Hace algún tiempo que Microsoft anda implementando un rediseño en la organización del menú de inicio de Windows 11 que está generando más críticas que aplausos. La nueva interfaz introduce una vista por Categorías activada por defecto, que busca agrupar las aplicaciones instaladas en secciones temáticas similares a las de iOS o Android, como Productividad, Entretenimiento o Música. Sin embargo, la ejecución de esta idea ha chocado con un obstáculo frustrante para la comunidad: la imposibilidad de mover las aplicaciones manualmente de un grupo a otro.

El problema principal radica en que el sistema es rígido. Los usuarios están reportando que una gran cantidad de su software termina, sin motivo aparente, en una carpeta genérica llamada Otros. Al no poder editar ni reorganizar estos elementos, este apartado se convierte en un cajón desordenado donde es difícil encontrar nada. En algunos casos reportados, más de 40 aplicaciones acaban en esta categoría, obligando al usuario a navegar por múltiples páginas de iconos desordenados para encontrar lo que busca.
Las quejas en el Feedback Hub destacan clasificaciones absurdas, como herramientas de desarrollo profesional apareciendo en Otros mientras juegos open source se etiquetan como herramientas de desarrollo. Microsoft ha confirmado que está al tanto del descontento y ha pedido a los usuarios que envíen ejemplos de malas clasificaciones, aunque por ahora no garantiza que vaya a habilitar la opción de personalización manual que tanto se reclama.
Cómo decide el menú de inicio de Windows 11 dónde va cada app
Lejos de utilizar una inteligencia artificial compleja en la nube, el sistema de categorización es bastante rudimentario. Según ha revelado el análisis técnico, esta función se basa en un archivo local JSON de unos 15 MB. Este documento actúa como una tabla de equivalencias que vincula el nombre del paquete de la aplicación con una categoría predefinida.

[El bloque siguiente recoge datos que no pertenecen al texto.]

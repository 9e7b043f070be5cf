//! Domain-specific error types for flip-dot displays.
//!
//! Configuration mistakes, malformed frames and link failures each get
//! their own enum so callers can decide whether to abort, drop or report.
//! No panics on invalid input.

use thiserror::Error;

// ── FlipdotError ─────────────────────────────────────────────────

/// The canonical error type for display composition and driving.
#[derive(Debug, Error)]
pub enum FlipdotError {
    // ── Configuration Errors ─────────────────────────────────────
    /// A panel is not exactly as tall as the wire layout allows.
    #[error("panel {address} is {height} rows tall, expected {expected}")]
    PanelHeight {
        address: u8,
        height: u32,
        expected: u32,
    },

    /// Two panels of one display cover the same pixels.
    #[error("panel {first} overlaps panel {second}")]
    PanelOverlap { first: u8, second: u8 },

    /// A panel extends past the canvas edge.
    #[error("panel {address} lies outside the {width}x{height} canvas")]
    PanelOutOfBounds { address: u8, width: u32, height: u32 },

    /// A panel address that is not part of the panel map.
    #[error("unknown panel address {0}")]
    UnknownPanel(u8),

    /// A sub-display ID that is not part of the mux.
    #[error("unknown display id {0}")]
    UnknownDisplay(u8),

    /// No command exists for a payload of this length.
    #[error("unsupported payload length: {0} bytes")]
    UnsupportedPayloadLength(usize),

    /// The supplied transports do not match the sub-displays one to one.
    #[error("client mismatch: displays {displays:?}, clients {clients:?}")]
    ClientMismatch { displays: Vec<u8>, clients: Vec<u8> },

    /// Any other configuration inconsistency.
    #[error("invalid configuration: {0}")]
    InvalidConfig(String),

    // ── Wrapped Errors ───────────────────────────────────────────
    /// An inbound frame failed validation.
    #[error("frame error: {0}")]
    Frame(#[from] FrameError),

    /// The transport refused or failed an operation.
    #[error("transport error: {0}")]
    Transport(#[from] TransportError),

    /// One or more panels failed during a broadcast.
    #[error(transparent)]
    Send(#[from] SendError),

    /// The I/O layer reported an error.
    #[error("i/o error: {0}")]
    Io(#[from] std::io::Error),
}

// ── FrameError ───────────────────────────────────────────────────

/// Why an inbound frame was rejected.
///
/// The `Display` text is the short diagnostic category printed by the
/// simulator for every dropped frame.
#[derive(Debug, Clone, Copy, PartialEq, Eq, Error)]
pub enum FrameError {
    /// First byte is not the start marker.
    #[error("no start")]
    MissingStart,

    /// Second byte is not one of the six command codes.
    #[error("not right command")]
    UnknownCommand(u8),

    /// Frame length does not match the payload class of its command.
    #[error("bad length {actual} (expected {expected})")]
    LengthMismatch { expected: usize, actual: usize },

    /// Last byte is not the end marker.
    #[error("no end")]
    MissingEnd,
}

// ── TransportError ───────────────────────────────────────────────

/// Failure of a single transport operation.
#[derive(Debug, Error)]
pub enum TransportError {
    /// `send` was called on a persistent transport that is not open.
    #[error("transport is not open")]
    NotOpen,

    /// Socket or stream error.
    #[error("i/o error: {0}")]
    Io(#[from] std::io::Error),

    /// The serial device could not be opened or configured.
    #[error("serial error: {0}")]
    Serial(#[from] serialport::Error),

    /// The payload could not be framed.
    #[error("cannot encode payload of {0} bytes")]
    Encode(usize),
}

// ── SendError ────────────────────────────────────────────────────

/// Aggregate result of a best-effort broadcast to every panel.
///
/// Each entry pairs a panel address with the error its send produced.
/// Panels not listed were transmitted successfully.
#[derive(Debug, Default, Error)]
#[error("{} panel send(s) failed: {}", .failures.len(), describe(.failures))]
pub struct SendError {
    pub failures: Vec<(u8, TransportError)>,
}

impl SendError {
    /// Record one failed panel.
    pub fn push(&mut self, address: u8, err: TransportError) {
        self.failures.push((address, err));
    }

    /// `true` when no panel failed.
    pub fn is_empty(&self) -> bool {
        self.failures.is_empty()
    }

    /// Addresses of the panels that failed, in the order they were tried.
    pub fn addresses(&self) -> Vec<u8> {
        self.failures.iter().map(|(a, _)| *a).collect()
    }

    /// `Ok(())` when empty, otherwise `Err(self)`.
    pub fn into_result(self) -> Result<(), SendError> {
        if self.is_empty() { Ok(()) } else { Err(self) }
    }

    /// Fold another aggregate into this one.
    pub fn extend(&mut self, other: SendError) {
        self.failures.extend(other.failures);
    }
}

fn describe(failures: &[(u8, TransportError)]) -> String {
    failures
        .iter()
        .map(|(address, e)| format!("panel {address}: {e}"))
        .collect::<Vec<_>>()
        .join("; ")
}

#[cfg(test)]
mod tests {
    use super::*;

    #[test]
    fn frame_error_diagnostics() {
        assert_eq!(FrameError::MissingStart.to_string(), "no start");
        assert_eq!(FrameError::UnknownCommand(0x90).to_string(), "not right command");
        assert!(
            FrameError::LengthMismatch {
                expected: 32,
                actual: 10
            }
            .to_string()
            .starts_with("bad length")
        );
        assert_eq!(FrameError::MissingEnd.to_string(), "no end");
    }

    #[test]
    fn send_error_aggregates() {
        let mut agg = SendError::default();
        assert!(agg.is_empty());
        agg.push(2, TransportError::NotOpen);
        agg.push(5, TransportError::Encode(3));
        assert_eq!(agg.addresses(), vec![2, 5]);
        let msg = agg.to_string();
        assert!(msg.contains("2 panel send(s) failed"));
        assert!(msg.contains("panel 5"));
        assert!(agg.into_result().is_err());
    }

    #[test]
    fn from_io() {
        let io_err = std::io::Error::new(std::io::ErrorKind::BrokenPipe, "pipe broke");
        let e: FlipdotError = io_err.into();
        assert!(matches!(e, FlipdotError::Io(_)));

        let e: FlipdotError = FrameError::MissingEnd.into();
        assert!(e.to_string().contains("no end"));
    }
}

El sistema tiene una lógica interna que agrava el problema. Si una aplicación no figura en esa lista JSON, va directamente a Otros. Pero hay más: incluso si el sistema reconoce la app, existe una regla de cantidad mínima. Si el usuario no tiene instaladas al menos tres aplicaciones de una misma categoría (por ejemplo, Música), Windows no creará ese grupo y enviará esas apps sueltas a la carpeta genérica, independientemente de que sepa perfectamente lo que son.